How do I calculate the probability of a specific sum of repeated die rolls?
September 28, 2012 10:16 PM   Subscribe

I'm looking to learn how to calculate probabilities for a multi-round dice game. I've researched this question some, and it looks like I might need to know how to use the multinomial distribution, but I can't find any good introductions. Please point me to the most layman-accessible educational material on this subject, and help me to help myself.

The game I'm playing can be abbreviated like this:

I roll two six sided dice and add them.
I then subtract a (fixed) penalty value, and score as many points as remain.
I cannot score less than 0. If I would score less than 0 points, I score 0 instead.
I repeat this process several times, without altering the penalty between rolls.

How do I predict the probability of any 1 particular cumulative score?
I am not interested in simulating this event and taking a random sample; I want to calculate all possible outcomes and their precise probabilities. Examples follow:


Example #1:
My penalty value is 0, and I repeat the die roll 36 times.
Each roll will produce a number between 2 and 12 inclusive, and my final score will be between 72 and 432. What is the chance that I will score 7 points exactly 6 times.

Example #2:
My penalty value is 11, and I repeat the procedure 40 times.
Each roll will produce a value between 0 and 1 inclusive, and my final total score will be between 0 and 40, and likely closer to 0 than 40.
I wish to predict the chance that I will score a cumulative total of exactly 2 points across the sum of all 40 trials.

Example #3:
My penalty value is -5, and I repeat the procedure 5 times.
Each roll will produce a value between 7 and 17 inclusive (negative penalty). I wish to plot the probability of a arriving at each possible total: 35 through 85.

Again, I think maybe this is a case of the muiltinomial distribution, but everything I can find about it (wikipedia) is confusing and not written as educational but as reference material.

I'm familiar with MS Excel and have a basic Liberal Arts understanding of calculus and probability/statistics, though I'm quite rusty. I'm willing to re-learn what I have forgotten, and also to learn new skills - within reason. If this procedure requires me to learn lots of new math, I would appreciate links or book titles to pursue as well as a general outline of what the fields of study are called, and what I'll need to know to pursue them intelligently (i.e. help me ask questions without sounding ignorant/clueless).

I gather that the program R might be helpful in this, so please feel free to recommend a good introduction to both R and Statistics.

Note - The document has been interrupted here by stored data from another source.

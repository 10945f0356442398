//! Concurrent Ordered Queue (§4.1).
//!
//! A FIFO, de-duplicating, node-addressable queue. Every operation locks a
//! single internal mutex for the duration of the call; none of them
//! suspend, so lock hold times are always short and bounded.

use std::collections::HashMap;
use std::hash::Hash;
use std::sync::Mutex;

/// A stable handle to a queued entry, obtained from `snapshot()` or
/// `enqueue()`.
///
/// Handles are only valid for the queue that produced them. `try_remove`
/// treats a handle whose slot has since been reused (or removed) as
/// "already gone" rather than erroring.
#[derive(Debug, Clone, Copy, PartialEq, Eq, Hash)]
pub struct NodeHandle {
    slot: usize,
    generation: u64,
}

struct Slot<T> {
    value: T,
    generation: u64,
}

struct Inner<T> {
    /// Slot storage in insertion order. A `None` marks a removed entry;
    /// slots are never reused, keeping `generation` checks trivial.
    slots: Vec<Option<Slot<T>>>,
    /// Value -> slot index, for O(1) expected `contains`.
    index: HashMap<T, usize>,
    next_generation: u64,
    len: usize,
}

impl<T> Inner<T> {
    fn new() -> Self {
        Inner {
            slots: Vec::new(),
            index: HashMap::new(),
            next_generation: 0,
            len: 0,
        }
    }
}

/// A FIFO, de-duplicating, node-addressable queue of distinct values.
pub struct ConcurrentOrderedQueue<T> {
    inner: Mutex<Inner<T>>,
}

impl<T> Default for ConcurrentOrderedQueue<T>
where
    T: Clone + Eq + Hash,
{
    fn default() -> Self {
        Self::new()
    }
}

impl<T> ConcurrentOrderedQueue<T>
where
    T: Clone + Eq + Hash,
{
    pub fn new() -> Self {
        ConcurrentOrderedQueue {
            inner: Mutex::new(Inner::new()),
        }
    }

    /// Append `value` to the back of the queue.
    ///
    /// Returns `false` (without enqueuing) if `value` is already present.
    pub fn enqueue(&self, value: T) -> bool {
        let mut inner = self.inner.lock().unwrap();
        if inner.index.contains_key(&value) {
            return false;
        }

        let generation = inner.next_generation;
        inner.next_generation += 1;
        let slot = inner.slots.len();

        inner.index.insert(value.clone(), slot);
        inner.slots.push(Some(Slot { value, generation }));
        inner.len += 1;
        true
    }

    /// Remove `value` from the queue by value, wherever it sits.
    ///
    /// Returns `true` if it was present and removed.
    pub fn try_remove(&self, value: &T) -> bool {
        let mut inner = self.inner.lock().unwrap();
        let Some(slot) = inner.index.remove(value) else {
            return false;
        };
        inner.slots[slot] = None;
        inner.len -= 1;
        true
    }

    /// Remove the entry identified by `node`, but only if it is still
    /// linked (i.e. hasn't already been removed by someone else).
    ///
    /// Returns `true` if removal happened.
    pub fn try_remove_node(&self, node: NodeHandle) -> bool {
        let mut inner = self.inner.lock().unwrap();
        let Some(slot) = inner.slots.get(node.slot) else {
            return false;
        };
        let Some(entry) = slot else {
            return false;
        };
        if entry.generation != node.generation {
            return false;
        }

        let value = entry.value.clone();
        inner.slots[node.slot] = None;
        inner.index.remove(&value);
        inner.len -= 1;
        true
    }

    /// `true` if `value` is currently queued.
    pub fn contains(&self, value: &T) -> bool {
        self.inner.lock().unwrap().index.contains_key(value)
    }

    /// Number of queued entries.
    pub fn len(&self) -> usize {
        self.inner.lock().unwrap().len
    }

    pub fn is_empty(&self) -> bool {
        self.len() == 0
    }

    /// A stable point-in-time snapshot of queued entries, in insertion
    /// order, alongside the handle needed to remove each one later.
    pub fn snapshot(&self) -> Vec<(NodeHandle, T)> {
        let inner = self.inner.lock().unwrap();
        inner
            .slots
            .iter()
            .enumerate()
            .filter_map(|(slot, entry)| {
                entry.as_ref().map(|entry| {
                    (
                        NodeHandle {
                            slot,
                            generation: entry.generation,
                        },
                        entry.value.clone(),
                    )
                })
            })
            .collect()
    }

    /// 1-indexed position of `value` in insertion order among currently
    /// queued entries, or `None` if it isn't queued.
    pub fn position_of(&self, value: &T) -> Option<usize> {
        let inner = self.inner.lock().unwrap();
        let target = *inner.index.get(value)?;
        let position = inner
            .slots
            .iter()
            .take(target + 1)
            .filter(|entry| entry.is_some())
            .count();
        Some(position)
    }
}

#[cfg(test)]
mod tests {
    use super::*;

    #[test]
    fn enqueue_is_fifo_and_rejects_duplicates() {
        let queue: ConcurrentOrderedQueue<u32> = ConcurrentOrderedQueue::new();
        assert!(queue.enqueue(1));
        assert!(queue.enqueue(2));
        assert!(!queue.enqueue(1));

        let snapshot: Vec<u32> = queue.snapshot().into_iter().map(|(_, v)| v).collect();
        assert_eq!(snapshot, vec![1, 2]);
    }

    #[test]
    fn try_remove_by_value_updates_contains_and_len() {
        let queue: ConcurrentOrderedQueue<u32> = ConcurrentOrderedQueue::new();
        queue.enqueue(1);
        queue.enqueue(2);

        assert!(queue.try_remove(&1));
        assert!(!queue.contains(&1));
        assert_eq!(queue.len(), 1);
        assert!(!queue.try_remove(&1));
    }

    #[test]
    fn try_remove_node_is_idempotent_under_concurrent_removal() {
        let queue: ConcurrentOrderedQueue<u32> = ConcurrentOrderedQueue::new();
        queue.enqueue(1);
        let snapshot = queue.snapshot();
        let (node, _) = snapshot[0];

        // Another caller removes the value directly first.
        assert!(queue.try_remove(&1));

        // The stale node handle must not remove anything new.
        assert!(!queue.try_remove_node(node));
    }

    #[test]
    fn position_of_reflects_insertion_order_after_removal() {
        let queue: ConcurrentOrderedQueue<u32> = ConcurrentOrderedQueue::new();
        queue.enqueue(1);
        queue.enqueue(2);
        queue.enqueue(3);

        assert_eq!(queue.position_of(&1), Some(1));
        assert_eq!(queue.position_of(&2), Some(2));
        assert_eq!(queue.position_of(&3), Some(3));

        queue.try_remove(&1);
        assert_eq!(queue.position_of(&2), Some(1));
        assert_eq!(queue.position_of(&3), Some(2));
    }

    #[test]
    fn slots_are_never_reused_so_node_handles_stay_unique() {
        let queue: ConcurrentOrderedQueue<u32> = ConcurrentOrderedQueue::new();
        queue.enqueue(1);
        let (first_node, _) = queue.snapshot()[0];
        queue.try_remove(&1);
        queue.enqueue(1);
        let (second_node, _) = queue.snapshot()[0];

        assert_ne!(first_node, second_node);
    }
}
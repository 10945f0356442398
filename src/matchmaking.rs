//! Matchmaking Service (§4.7) — pre-queue server selection.

use std::net::IpAddr;
use std::sync::Arc;
use std::time::{Duration, Instant};

use dashmap::DashMap;
use log::debug;
use tokio::sync::Mutex;

use crate::channel::MatchmakingFailure;
use crate::config::Matchmaking as MatchmakingConfig;
use crate::gameserver::{GameServer, GameServerKey, GameServerRegistry};
use crate::player::{Player, PlayerState};
use crate::queueing::QueueingService;

/// `MatchSearchCriteria` (§3).
#[derive(Debug, Clone, Copy, PartialEq)]
pub struct MatchSearchCriteria {
    pub max_ping: Duration,
    pub min_players: usize,
    /// `-1` disables the score filter; no field in `ServerInfo` currently
    /// carries a per-server score, so this is accepted but not yet
    /// evaluated (see DESIGN.md).
    pub max_score: i32,
    /// `None` means unbounded (`maxPlayersOnServer < 0` in the source).
    pub max_players_on_server: Option<usize>,
    pub try_fresh_games_first: bool,
}

impl MatchSearchCriteria {
    fn is_satisfied_by(&self, info: &crate::probe::ServerInfo) -> bool {
        if info.ping > self.max_ping {
            return false;
        }
        if info.real_players() < self.min_players {
            return false;
        }
        if let Some(max) = self.max_players_on_server {
            if info.real_players() > max {
                return false;
            }
        }
        true
    }
}

struct Session {
    criteria: MatchSearchCriteria,
    preferred_servers: Vec<GameServerKey>,
    started_at: Instant,
}

/// Matches a player's preferences against candidate servers and hands the
/// winner to the Queueing Service.
pub struct MatchmakingService {
    servers: Arc<GameServerRegistry>,
    queueing: Arc<QueueingService>,
    sessions: DashMap<String, Mutex<Session>>,
    config: MatchmakingConfig,
}

impl MatchmakingService {
    pub fn new(servers: Arc<GameServerRegistry>, queueing: Arc<QueueingService>, config: MatchmakingConfig) -> Self {
        MatchmakingService {
            servers,
            queueing,
            sessions: DashMap::new(),
            config,
        }
    }

    /// `enterMatchmaking` (§4.7).
    pub fn enter_matchmaking(
        &self,
        player: &Arc<Player>,
        criteria: MatchSearchCriteria,
        preferred_servers: Vec<(IpAddr, u16)>,
    ) -> bool {
        if player.state() != PlayerState::Connected {
            return false;
        }

        player.set_state(PlayerState::Matchmaking);
        self.sessions.insert(
            player.stable_id.clone(),
            Mutex::new(Session {
                criteria,
                preferred_servers: preferred_servers
                    .into_iter()
                    .map(|(ip, port)| GameServerKey::new(ip, port))
                    .collect(),
                started_at: Instant::now(),
            }),
        );
        true
    }

    /// `updateSearchPreferences` (§4.7).
    pub async fn update_search_preferences(
        &self,
        player: &Arc<Player>,
        criteria: MatchSearchCriteria,
        preferred_servers: Vec<(IpAddr, u16)>,
    ) -> bool {
        if player.state() != PlayerState::Matchmaking {
            return false;
        }
        let Some(entry) = self.sessions.get(&player.stable_id) else {
            return false;
        };

        let mut session = entry.lock().await;
        session.criteria = criteria;
        session.preferred_servers = preferred_servers
            .into_iter()
            .map(|(ip, port)| GameServerKey::new(ip, port))
            .collect();
        true
    }

    /// `leaveMatchmaking` (§4.7).
    pub fn leave_matchmaking(&self, player: &Arc<Player>) {
        if player.state() != PlayerState::Matchmaking {
            return;
        }
        self.sessions.remove(&player.stable_id);
        player.set_state(PlayerState::Connected);
    }

    /// One periodic matchmaking tick, run by `spawn_tick_loop` every
    /// `config.tick_millis`.
    async fn tick(&self, players: &[Arc<Player>]) {
        for player in players {
            if player.state() != PlayerState::Matchmaking {
                continue;
            }
            let Some(session_entry) = self.sessions.get(&player.stable_id) else {
                continue;
            };

            let (criteria, preferred, elapsed) = {
                let session = session_entry.lock().await;
                (session.criteria, session.preferred_servers.clone(), session.started_at.elapsed())
            };
            drop(session_entry);

            if elapsed > Duration::from_secs(self.config.timeout_secs) {
                self.sessions.remove(&player.stable_id);
                player.set_state(PlayerState::Connected);
                player
                    .channel
                    .notify_matchmaking_failed(MatchmakingFailure::Timeout)
                    .await;
                continue;
            }

            match self.best_candidate(&preferred, &criteria).await {
                Some(server) => {
                    let instance_id = server.instance_id().to_string();
                    if self.queueing.join_queue(player, server.key, instance_id) {
                        self.sessions.remove(&player.stable_id);
                    }
                }
                None => {
                    debug!(target: "queue_core::matchmaking", "no candidate yet for {}", player.stable_id);
                }
            }
        }
    }

    /// Rank candidates by `(tryFreshGamesFirst ? lower realPlayers : higher
    /// realPlayers)` then by ping ascending, returning the winner.
    ///
    /// Only already-registered servers are considered: a preferred server
    /// a client pings by `(ip, port)` alone carries no `instanceId`, so
    /// matchmaking can't mint a registry entry for one it has never seen
    /// probed or reported by the web-front (see DESIGN.md).
    async fn best_candidate(
        &self,
        preferred: &[GameServerKey],
        criteria: &MatchSearchCriteria,
    ) -> Option<Arc<GameServer>> {
        let mut candidates = Vec::new();
        for key in preferred {
            let Some(server) = self.servers.get(key) else {
                continue;
            };
            if let Some(info) = server.last_known_info().await {
                if criteria.is_satisfied_by(&info) {
                    candidates.push((server, info));
                }
            }
        }

        candidates.sort_by(|(_, a), (_, b)| {
            let primary = if criteria.try_fresh_games_first {
                a.real_players().cmp(&b.real_players())
            } else {
                b.real_players().cmp(&a.real_players())
            };
            primary.then(a.ping.cmp(&b.ping))
        });

        candidates.into_iter().next().map(|(server, _)| server)
    }
}

/// Spawn the global periodic matchmaking tick task (§5: "the Matchmaking
/// Service has one global periodic task").
pub fn spawn_tick_loop(
    service: Arc<MatchmakingService>,
    players: Arc<crate::player::PlayerRegistry>,
) -> tokio::task::JoinHandle<()> {
    let interval = Duration::from_millis(service.config.tick_millis);
    tokio::spawn(async move {
        let mut ticker = tokio::time::interval(interval);
        loop {
            ticker.tick().await;
            let snapshot: Vec<Arc<Player>> = players
                .stable_ids()
                .into_iter()
                .filter_map(|id| players.get(&id))
                .collect();
            service.tick(&snapshot).await;
        }
    })
}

Thanks for any help you're able to give!
posted by Richard Daly to Education (6 answers total) 4 users marked this as a favorite
 
Example #1:
My penalty value is 0, and I repeat the die roll 36 times.
Each roll will produce a number between 2 and 12 inclusive, and my final score will be between 72 and 432. What is the chance that I will score 7 points exactly 6 times.


Ugh, dice.

The probability of getting a sum of 7 on two dice is the probability of getting any of (1,6), (2,5), (3,4), (4,3), (5,2), or (6,1). So, 6 out of 36 combinations of two dice lead to a sum of 7, for a probability of 1/6.

You want to score 7 (each time at 1/6 probability) exactly 6 times and not 7 (each time at 5/6 probability) the remaining 30 times.

How many ways of arranging 6 of one thing and 30 of another thing are there? It's 36!/(6! * 30!) = 34*33*31*8*7 ways, which is a rather big number.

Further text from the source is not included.